先月送ってくれた手紙には、今はインドにいるって行ってたけど・・・」
「まあまあ、そうだね、つい昨日まではインドにいたよ。
でも結人、君の為に休暇を取って帰って来たんだ。」
お父さんは入ろうと行って僕の部屋へ入って来て、ベッドへと腰掛けた。
僕のために帰って来たということは、魔法学校への入学の件であろう。
お父さんの隣に座って改めて聞いてみる。
「僕のためって?学校に関係があるの?」
そう問えば、お父さんは少し嬉しそうな顔をした。
「そうだね。

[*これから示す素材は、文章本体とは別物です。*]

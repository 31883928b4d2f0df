//! Wires the handlers into a bus.

use std::sync::Arc;

use domain::{Allocated, OutOfStock};
use store::Backend;
use tracing::info;

use crate::bus::MessageBus;
use crate::config::BusConfig;
use crate::handlers;
use crate::registry::{Dependencies, HandlerRegistry, Needs};

/// Builds a bus over `backend` with the standard handlers registered.
pub fn bootstrap<B: Backend>(
    backend: Arc<B>,
    dependencies: Dependencies,
    config: &BusConfig,
) -> MessageBus<B> {
    let registry = default_registry(config);
    info!(
        max_attempts = config.max_attempts,
        allocated_channel = %config.allocated_channel,
        "Message bus ready"
    );
    MessageBus::new(backend, registry, dependencies, config.retry_policy())
}

/// The standard command and event handlers.
///
/// Event handlers run in the order they are listed here. Tests start from
/// this and swap out or remove individual handlers.
pub fn default_registry<B: Backend>(config: &BusConfig) -> HandlerRegistry<B> {
    let recipient = config.out_of_stock_recipient.clone();
    let channel = config.allocated_channel.clone();

    let mut registry = HandlerRegistry::new();
    registry
        .on_command("add_batch", Needs::UOW, handlers::add_batch)
        .on_command("allocate", Needs::UOW, handlers::allocate)
        .on_command(
            "change_batch_quantity",
            Needs::UOW,
            handlers::change_batch_quantity,
        )
        .on_event(
            "send_out_of_stock_notification",
            Needs::NOTIFIER,
            move |event: OutOfStock, deps| {
                let recipient = recipient.clone();
                async move { handlers::send_out_of_stock_notification(event, deps, &recipient).await }
            },
        )
        .on_event(
            "publish_allocated_event",
            Needs::PUBLISHER,
            move |event: Allocated, deps| {
                let channel = channel.clone();
                async move { handlers::publish_allocated_event(event, deps, &channel).await }
            },
        )
        .on_event(
            "add_allocation_to_read_model",
            Needs::UOW,
            handlers::add_allocation_to_read_model,
        )
        .on_event(
            "remove_allocation_from_read_model",
            Needs::UOW,
            handlers::remove_allocation_from_read_model,
        )
        .on_event("reallocate", Needs::UOW, handlers::reallocate);
    registry
}
//! API server entry point.

use std::sync::Arc;

use api::config::Config;
use metrics_exporter_prometheus::PrometheusHandle;
use service::BusConfig;
use store::{Backend, InMemoryBackend, PostgresBackend};
use tokio::signal;
use tracing_subscriber::EnvFilter;
use tracing_subscriber::layer::SubscriberExt;
use tracing_subscriber::util::SubscriberInitExt;

/// Waits for a shutdown signal (SIGINT or SIGTERM).
async fn shutdown_signal() {
    let ctrl_c = async {
        signal::ctrl_c()
            .await
            .expect("failed to install SIGINT handler");
    };

    #[cfg(unix)]
    let terminate = async {
        signal::unix::signal(signal::unix::SignalKind::terminate())
            .expect("failed to install SIGTERM handler")
            .recv()
            .await;
    };

    #[cfg(not(unix))]
    let terminate = std::future::pending::<()>();

    tokio::select! {
        () = ctrl_c => {
            tracing::info!("received SIGINT, starting graceful shutdown");
        }
        () = terminate => {
            tracing::info!("received SIGTERM, starting graceful shutdown");
        }
    }
}

/// Builds the bus over `backend` and serves until shutdown.
async fn serve<B: Backend>(backend: Arc<B>, config: &Config, metrics_handle: PrometheusHandle) {
    let bus = service::bootstrap(backend, api::default_dependencies(), &BusConfig::from_env());
    let app = api::create_app(bus, metrics_handle);

    let addr = config.addr();
    tracing::info!(%addr, "starting API server");

    let listener = tokio::net::TcpListener::bind(&addr)
        .await
        .expect("failed to bind address");
    axum::serve(listener, app)
        .with_graceful_shutdown(shutdown_signal())
        .await
        .expect("server error");
}

#[tokio::main]
async fn main() {
    let config = Config::from_env();

    // 1. Initialize tracing
    tracing_subscriber::registry()
        .with(
            EnvFilter::try_from_default_env()
                .unwrap_or_else(|_| EnvFilter::new(config.log_level.as_str())),
        )
        .with(tracing_subscriber::fmt::layer())
        .init();

    // 2. Install Prometheus metrics recorder
    let metrics_handle = metrics_exporter_prometheus::PrometheusBuilder::new()
        .install_recorder()
        .expect("failed to install Prometheus recorder");

    // 3. Pick the storage backend and serve
    match config.database_url.as_deref() {
        Some(url) => {
            let backend = PostgresBackend::connect(url, config.max_connections)
                .await
                .expect("failed to connect to PostgreSQL");
            backend
                .run_migrations()
                .await
                .expect("failed to run migrations");
            tracing::info!("using PostgreSQL storage");
            serve(Arc::new(backend), &config, metrics_handle).await;
        }
        None => {
            tracing::info!("DATABASE_URL not set, using in-memory storage");
            serve(Arc::new(InMemoryBackend::new()), &config, metrics_handle).await;
        }
    }

    tracing::info!("server shut down gracefully");
}
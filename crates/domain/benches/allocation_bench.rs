use chrono::NaiveDate;
use criterion::{BenchmarkId, Criterion, criterion_group, criterion_main};
use domain::{Batch, OrderLine, Product};

fn product_with_batches(count: usize) -> Product {
    let batches = (0..count)
        .map(|i| {
            let eta = NaiveDate::from_ymd_opt(2025, 1, 1)
                .and_then(|d| d.checked_add_days(chrono::Days::new(i as u64)));
            Batch::new(format!("batch-{i:04}"), "BENCH-SKU", 1_000_000, eta)
        })
        .collect();
    Product::new("BENCH-SKU", batches)
}

fn bench_allocate(c: &mut Criterion) {
    let mut group = c.benchmark_group("domain/allocate");
    for count in [1, 10, 100] {
        group.bench_with_input(BenchmarkId::from_parameter(count), &count, |b, &count| {
            let mut product = product_with_batches(count);
            let mut n = 0u64;
            b.iter(|| {
                n += 1;
                product.allocate(OrderLine::new(format!("order-{n}"), "BENCH-SKU", 1));
                product.take_messages();
            });
        });
    }
    group.finish();
}

fn bench_out_of_stock(c: &mut Criterion) {
    let mut product = product_with_batches(50);
    c.bench_function("domain/allocate_out_of_stock", |b| {
        b.iter(|| {
            product.allocate(OrderLine::new("order", "BENCH-SKU", 2_000_000));
            product.take_messages();
        });
    });
}

fn bench_change_batch_quantity(c: &mut Criterion) {
    c.bench_function("domain/change_batch_quantity_bump_100", |b| {
        b.iter_batched(
            || {
                let mut product = Product::new(
                    "BENCH-SKU",
                    vec![Batch::new("batch-0000", "BENCH-SKU", 100, None)],
                );
                for i in 0..100 {
                    product.allocate(OrderLine::new(format!("order-{i}"), "BENCH-SKU", 1));
                }
                product.take_messages();
                product
            },
            |mut product| {
                product
                    .change_batch_quantity(&"batch-0000".into(), 0)
                    .unwrap();
                product
            },
            criterion::BatchSize::SmallInput,
        );
    });
}

criterion_group!(
    benches,
    bench_allocate,
    bench_out_of_stock,
    bench_change_batch_quantity,
);
criterion_main!(benches);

じゃあ聞いてみようかな。
結人は、今のままで学校に行けると思う?」
「今のままっていうと?」
「今の、この部屋にあるものだけを持って、魔法学校に行くと、どうなると思う?」
この部屋にあるものだけ・・・・
学校に持って行くものは洋服があればいいと思っているが。
「どういうこと?洋服があるよ。それじゃダメなの?」
僕の回答にお父さんは豪快に笑う。
「ハハハハハ、洋服ね。そうだ。それも大切だ。
だけど、結人もお姉ちゃんが帰って来た時の格好見たことがあるだろう?」
「お姉ちゃん・・・・あっ!!!」
「何か思いついたかな?」
「そうだ!お姉ちゃんはいつも不思議な洋服を着ていた!」
「そうだ!それは学校の制服と行って、学校にいる間に身に纏う洋服だ。
そのほかに・・・お母さんやお姉ちゃん、例えばお父さんがよく使っているものは・・・」
お母さんたちがよく使っているもの。
そう言われて僕はピンと来た。
僕が今まで、一番羨ましく思っていたもの。
不思議が詰まっているもの。
お姉ちゃんがそれを買った時も僕は着いて行った。
「杖だ!!」
興奮気味にそういうと、お父さんは僕の頭をワシワシと力強く撫でた。
「そうだ!結人は杖をずっと羨ましがっていただろう。
ようやく自分の杖を持てる歳になった。
そしてこの乙宮家を継ぐ結人には、より良いものを使って欲しいと思っている。」
「お姉ちゃんのよりも?」
「お姉ちゃんのも立派だぞ!基本的には一生使う相棒になる。
さあ、出かける準備をしたら下へ降りておいで。杖や制服、学校で必要なものを揃えに行くぞ。」
お父さんは早口にそういうと部屋を笑顔で出て行った。
僕はお父さんの出て行った後をしばらく眺めていたが、
次第に実感が湧いて来た。
「〜〜〜〜〜〜僕の杖〜〜〜〜〜〜〜〜〜〜〜!!!!!」
嬉しくて小さい部屋をぐるぐる駆け回った。